How Ignoring Waste is Destroying the Earth

The earth is not a big place. There are only so many resources that it can provide for us to use. We have been using the earth’s natural resources at an alarming rate, and we are starting to see the consequences of our actions in both human health and environmental destruction. One major consequence of our unhealthy reliance on fossil fuels is waste production. Waste production has increased exponentially over the last few decades, due to things like continued deforestation, factory farming practices, plastic pollution, and production of non-biodegradable fossil fuels. Waste generation is not the only problem though, as we have been ignoring waste management for a long time now!

How Does Not Recycling Harm The Environment?

Pollution is the biggest issue with waste production. Whether it is asbestos, old batteries, or plastic bags; any type of waste can pollute our environment. This pollution becomes an even bigger problem when you look at how long some types of waste take to degrade in landfills. Landfilled materials can emit toxic chemicals, methane gas (a greenhouse gas with 25 times the warming power of carbon dioxide), and other pollutants. If these toxins seep into groundwater, they can create a serious hazard for people living in surrounding areas.

In addition to polluting our air, water, and land; waste management is also harming biodiversity around the world! The amount of plastic filling up our waterways has become a major issue, and it is estimated that there will be more plastic than fish in the ocean by 2050! This increase in waste has led to a decrease of food sources for wildlife. The chemistry behind how plastics impact wildlife deserves an entire blog post on their own, but suffice it to say; we are poisoning our planet one piece at a time.

What Can We Do To Help?

One of the best things you can do to help reduce pollution and conserve our natural resources is by recycling. There are a lot of recyclable items that we use on a daily basis, but don’t always think about putting in their respective bins at home or work! Paper products like newspaper, magazines, notebooks, and paper plates all have a recycling code on them that you can use to figure out what kind of plastic they are made from. Cardboard boxes should also be recycled, as well as any sort of reusable shopping bag or grocery sack!

Another way that we contribute waste to our environment is by relying too heavily on non-biodegradable products. Plastic is a great example of this, as it does not decompose in landfills. It also takes over 1000 years for plastic to degrade! Try bringing reusable bags or mugs with you when shopping instead of using paper products and single-use plastics like straws, water bottles, coffee cups, etc.; if everyone made an effort to do so, we could reduce waste significantly!

At the end of the day; cutting down on our individual reliance on plastic and fossil fuels is one of the best ways that you can help protect both human health and environmental quality. The more people who make an effort to recycle, use reusable products, or rely less heavily on things like plastics; the more we can reduce waste and slow down the process of pollution.

Do not forget to recycle! Click Here for more information on how you can help protect our planet from toxic pollutants such as mercury, lead, arsenic, and other dangerous substances found in landfills across America.

Overflowing Landfills

These landfills are often located in low-income areas, because it is less expensive for companies to set them up near poorer communities. The average American produces four pounds of trash per day; multiply that by the amount of people on Earth and you can see just how big this waste problem really is! Some ways that we contribute to this issue include not recycling, using non-biodegradable products like plastic, and littering.

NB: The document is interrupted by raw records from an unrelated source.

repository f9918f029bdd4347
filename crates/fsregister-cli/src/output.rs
use std::io::{self, Write};

use serde_json::Value;

use crate::error::CliError;

pub fn render(value: &Value, pretty: bool) -> Result<(), CliError> {
    let payload = if pretty {
        serde_json::to_string_pretty(value)?
    } else {
        serde_json::to_string(value)?
    };

    let mut stdout = io::stdout().lock();
    writeln!(stdout, "{payload}")?;
    Ok(())
}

Litter is one of the biggest problems that we are facing right now when it comes to our environment! The amount of trash in our oceans has reached an all time high; scientists estimate that there will be more plastics than fish in the ocean by 2050! Many animals are being killed by trash in the ocean every year, because they mistake plastic for food or get tangled up in it. An animal can starve to death when its stomach is full of indigestible items like bottle caps and straws.

There are also many chemicals contained within landfills that pollute our air, water, and soil. Some of these chemicals include mercury, lead, arsenic, cadmium, chromium, benzene; all of which are extremely dangerous to human health! When landfills overflow due to rain or other natural disasters like hurricanes; the harmful toxins they contain can end up in nearby lakes and rivers.

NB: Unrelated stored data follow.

//! Chained entity types, one struct per append-only chain.
//!
//! Each struct carries its own id (`auth_id`, `art_id`, …) as the first
//! canonical field. The envelope around it (prior id, hashes, timestamp) lives
//! in [`crate::chain::Chained`].

use std::fmt;

use chrono::NaiveDate;
use serde::{Deserialize, Serialize};

use crate::canonical::{Canonical, nonefmt};

// ─── Kinds ───────────────────────────────────────────────────────────────────

/// Discriminant for every independent chain in the archive.
#[derive(
  Debug, Clone, Copy, PartialEq, Eq, PartialOrd, Ord, Hash, Serialize, Deserialize,
)]
#[serde(rename_all = "snake_case")]
pub enum EntityKind {
  Author,
  Article,
  ArticlePara,
  Image,
  YoutubeChannel,
  YoutubeVideo,
  ArticleRefArticle,
  ArticleRefVideo,
  ArticleRefImage,
}

impl EntityKind {
  /// Every chain, in dependency order: a kind only references kinds listed
  /// before it.
  pub const ALL: [EntityKind; 9] = [
    Self::Author,
    Self::Article,
    Self::ArticlePara,
    Self::Image,
    Self::YoutubeChannel,
    Self::YoutubeVideo,
    Self::ArticleRefArticle,
    Self::ArticleRefVideo,
    Self::ArticleRefImage,
  ];

  pub fn as_str(self) -> &'static str {
    match self {
      Self::Author => "author",
      Self::Article => "article",
      Self::ArticlePara => "article_para",
      Self::Image => "image",
      Self::YoutubeChannel => "youtube_channel",
      Self::YoutubeVideo => "youtube_video",
      Self::ArticleRefArticle => "article_ref_article",
      Self::ArticleRefVideo => "article_ref_video",
      Self::ArticleRefImage => "article_ref_image",
    }
  }

  /// Position in [`EntityKind::ALL`].
  pub fn index(self) -> usize { self as usize }
}

impl fmt::Display for EntityKind {
  fn fmt(&self, f: &mut fmt::Formatter<'_>) -> fmt::Result {
    f.write_str(self.as_str())
  }
}

// ─── Authors & articles ──────────────────────────────────────────────────────

#[derive(Debug, Clone, PartialEq, Eq, Serialize, Deserialize)]
pub struct Author {
  pub auth_id: i32,
  pub name:    String,
}

impl Canonical for Author {
  const KIND: EntityKind = EntityKind::Author;

  fn id(&self) -> i32 { self.auth_id }

  fn state_string(&self) -> String {
    format!("auth_id={} name={}", self.auth_id, self.name)
  }
}

/// An article header. The text lives in [`ArticlePara`] rows.
#[derive(Debug, Clone, PartialEq, Eq, Serialize, Deserialize)]
pub struct Article {
  pub art_id:  i32,
  pub auth_id: i32,
  pub title:   String,
}

impl Canonical for Article {
  const KIND: EntityKind = EntityKind::Article;

  fn id(&self) -> i32 { self.art_id }

  fn state_string(&self) -> String {
    format!("art_id={} auth_id={} title={}", self.art_id, self.auth_id, self.title)
  }
}

/// One markdown paragraph of an article.
#[derive(Debug, Clone, PartialEq, Eq, Serialize, Deserialize)]
pub struct ArticlePara {
  pub apara_id: i32,
  pub art_id:   i32,
  pub md:       String,
}

impl Canonical for ArticlePara {
  const KIND: EntityKind = EntityKind::ArticlePara;

  fn id(&self) -> i32 { self.apara_id }

  fn state_string(&self) -> String {
    format!("apara_id={} art_id={} md={}", self.apara_id, self.art_id, self.md)
  }
}

// ─── Images ──────────────────────────────────────────────────────────────────

/// A full image plus its thumbnail, both base64 data URIs.
#[derive(Debug, Clone, PartialEq, Eq, Serialize, Deserialize)]
pub struct ImagePair {
  /// e.g. `data:image/png;base64,iVBORw0KGgoA…`
  pub src_full: String,
  pub src_thmb: String,
  /// Caption / alt text.
  pub alt:      String,
  /// Where a screenshot or download came from.
  pub url:      Option<String>,
  /// Five-character archive.is key.
  pub archive:  Option<String>,
}

/// An image that "proves a point" inside an article, hence chained.
#[derive(Debug, Clone, PartialEq, Eq, Serialize, Deserialize)]
pub struct Image {
  pub img_id: i32,
  #[serde(flatten)]
  pub pair:   ImagePair,
}

impl Canonical for Image {
  const KIND: EntityKind = EntityKind::Image;

  fn id(&self) -> i32 { self.img_id }

  fn state_string(&self) -> String {
    format!(
      "img_id={} src_full={} src_thmb={} alt={} url={} archive={}",
      self.img_id,
      self.pair.src_full,
      self.pair.src_thmb,
      self.pair.alt,
      nonefmt(&self.pair.url),
      nonefmt(&self.pair.archive)
    )
  }
}

// ─── YouTube ─────────────────────────────────────────────────────────────────

#[derive(Debug, Clone, PartialEq, Eq, Serialize, Deserialize)]
pub struct YoutubeChannel {
  pub chan_id: i32,
  /// Typically `c/ChannelName`.
  pub url:     String,
  pub name:    String,
}

impl Canonical for YoutubeChannel {
  const KIND: EntityKind = EntityKind::YoutubeChannel;

  fn id(&self) -> i32 { self.chan_id }

  fn state_string(&self) -> String {
    format!("chan_id={} name={} url={}", self.chan_id, self.name, self.url)
  }
}

#[derive(Debug, Clone, PartialEq, Eq, Serialize, Deserialize)]
pub struct YoutubeVideo {
  pub vid_id:        i32,
  pub chan_id:       i32,
  /// The 11-character id in the video's URL.
  pub vid_pk:        String,
  pub title:         String,
  /// Not part of the canonical form.
  pub date_uploaded: NaiveDate,
}

impl Canonical for YoutubeVideo {
  const KIND: EntityKind = EntityKind::YoutubeVideo;

  fn id(&self) -> i32 { self.vid_id }

  fn state_string(&self) -> String {
    format!(
      "vid_id={} vid_pk={} chan_id={} title={}",
      self.vid_id, self.vid_pk, self.chan_id, self.title
    )
  }
}

// ─── References ──────────────────────────────────────────────────────────────

/// The article (and optionally the paragraph) a reference is made from,
/// with a short note on why the target is relevant.
#[derive(Debug, Clone, PartialEq, Eq, Serialize, Deserialize)]
pub struct RefFrom {
  pub art_id:   i32,
  /// `None` anchors the reference to the article as a whole.
  pub apara_id: Option<i32>,
  pub comment:  String,
}

/// Article (or paragraph) → article (or paragraph).
#[derive(Debug, Clone, PartialEq, Eq, Serialize, Deserialize)]
pub struct ArticleRefArticle {
  pub aref_id:   i32,
  pub from:      RefFrom,
  pub refs_art:  i32,
  pub refs_para: Option<i32>,
}

impl Canonical for ArticleRefArticle {
  const KIND: EntityKind = EntityKind::ArticleRefArticle;

  fn id(&self) -> i32 { self.aref_id }

  fn state_string(&self) -> String {
    format!(
      "aref_id={} from_art={} from_para={} refs_art={} refs_para={} comment={}",
      self.aref_id,
      self.from.art_id,
      nonefmt(&self.from.apara_id),
      self.refs_art,
      nonefmt(&self.refs_para),
      self.from.comment
    )
  }
}

/// Article (or paragraph) → video, optionally at an offset in seconds.
///
/// The video is named by its `vid_pk` in the canonical form. `vid_id` is the
/// resolved row and must name the video with that `vid_pk`.
#[derive(Debug, Clone, PartialEq, Eq, Serialize, Deserialize)]
pub struct ArticleRefVideo {
  pub vref_id: i32,
  pub from:    RefFrom,
  pub vid_id:  i32,
  pub vid_pk:  String,
  pub sec_req: Option<i16>,
}

impl Canonical for ArticleRefVideo {
  const KIND: EntityKind = EntityKind::ArticleRefVideo;

  fn id(&self) -> i32 { self.vref_id }

  fn state_string(&self) -> String {
    format!(
      "vref_id={} art_id={} apara_id={} vid_pk={} sec_req={} comment={}",
      self.vref_id,
      self.from.art_id,
      nonefmt(&self.from.apara_id),
      self.vid_pk,
      nonefmt(&self.sec_req),
      self.from.comment
    )
  }
}

/// Article (or paragraph) → image.
#[derive(Debug, Clone, PartialEq, Eq, Serialize, Deserialize)]
pub struct ArticleRefImage {
  pub iref_id: i32,
  pub from:    RefFrom,
  pub img_id:  i32,
}

impl Canonical for ArticleRefImage {
  const KIND: EntityKind = EntityKind::ArticleRefImage;

  fn id(&self) -> i32 { self.iref_id }

  fn state_string(&self) -> String {
    format!(
      "iref_id={} art_id={} apara_id={} img_id={} comment={}",
      self.iref_id,
      self.from.art_id,
      nonefmt(&self.from.apara_id),
      self.img_id,
      self.from.comment
    )
  }
}

/// Common shape of the three reference edge types.
pub trait Edge: Canonical {
  fn source(&self) -> &RefFrom;

  /// The id of the referenced article, video or image.
  fn target(&self) -> i32;
}

impl Edge for ArticleRefArticle {
  fn source(&self) -> &RefFrom { &self.from }
  fn target(&self) -> i32 { self.refs_art }
}

impl Edge for ArticleRefVideo {
  fn source(&self) -> &RefFrom { &self.from }
  fn target(&self) -> i32 { self.vid_id }
}

impl Edge for ArticleRefImage {
  fn source(&self) -> &RefFrom { &self.from }
  fn target(&self) -> i32 { self.img_id }
}

#[cfg(test)]
mod tests {
  use super::*;

  #[test]
  fn channel_renders_name_before_url() {
    let chan = YoutubeChannel {
      chan_id: 2,
      url:     "c/somechannel".into(),
      name:    "Some Channel".into(),
    };
    assert_eq!(chan.state_string(), "chan_id=2 name=Some Channel url=c/somechannel");
  }

  #[test]
  fn video_canonical_form_excludes_upload_date() {
    let video = YoutubeVideo {
      vid_id:        4,
      chan_id:       2,
      vid_pk:        "dQw4w9WgXcQ".into(),
      title:         "A talk".into(),
      date_uploaded: NaiveDate::from_ymd_opt(2021, 3, 1).unwrap(),
    };
    assert_eq!(video.state_string(), "vid_id=4 vid_pk=dQw4w9WgXcQ chan_id=2 title=A talk");
  }

  #[test]
  fn whole_article_reference_renders_blank_paragraph() {
    let r = ArticleRefArticle {
      aref_id:   0,
      from:      RefFrom { art_id: 0, apara_id: None, comment: "see also".into() },
      refs_art:  1,
      refs_para: Some(3),
    };
    assert_eq!(
      r.state_string(),
      "aref_id=0 from_art=0 from_para= refs_art=1 refs_para=3 comment=see also"
    );
  }

  #[test]
  fn video_reference_names_the_video_by_pk() {
    let r = ArticleRefVideo {
      vref_id: 2,
      from:    RefFrom { art_id: 1, apara_id: Some(4), comment: "at 1:35".into() },
      vid_id:  7,
      vid_pk:  "dQw4w9WgXcQ".into(),
      sec_req: Some(95),
    };
    assert_eq!(
      r.state_string(),
      "vref_id=2 art_id=1 apara_id=4 vid_pk=dQw4w9WgXcQ sec_req=95 comment=at 1:35"
    );
  }

  #[test]
  fn kinds_are_listed_in_index_order() {
    for (i, kind) in EntityKind::ALL.iter().enumerate() {
      assert_eq!(kind.index(), i);
    }
  }
}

Natural Habitat Destruction:

Waste Landfills are also responsible for destroying natural habitats. They take up a lot of space, so animals that live on or near them have less room to roam around in! As the number of landfills increases every year; more and more wildlife will be forced out of their homes.

The resources used by humans can never truly be replaced; when we destroy our environment in the name of progress, it will take many years to reverse this damage.

Recycling is one way that you can personally contribute to slowing down environmental destruction! Click Here for more information on how your day-to-day choices affect local wildlife and habitats across America. If everyone made a conscious effort to recycle, reuse items like plastic bags and water bottles; we could cut down on waste significantly.

Recycling is also beneficial to the environment in other ways! When you recycle paper products or glass bottles, they are turned into new materials that can be used for future projects. This means less trees have to be harvested from natural habitats across America, so the wildlife that rely on these areas can continue to survive in their natural homes.

Recycle your trash today! Click Here for more information about how you can help reduce waste and protect our environment every day of the year. Reducing fossil fuels, using reusable products instead of single-use plastics; are all easy ways that everyone can contribute to this important cause.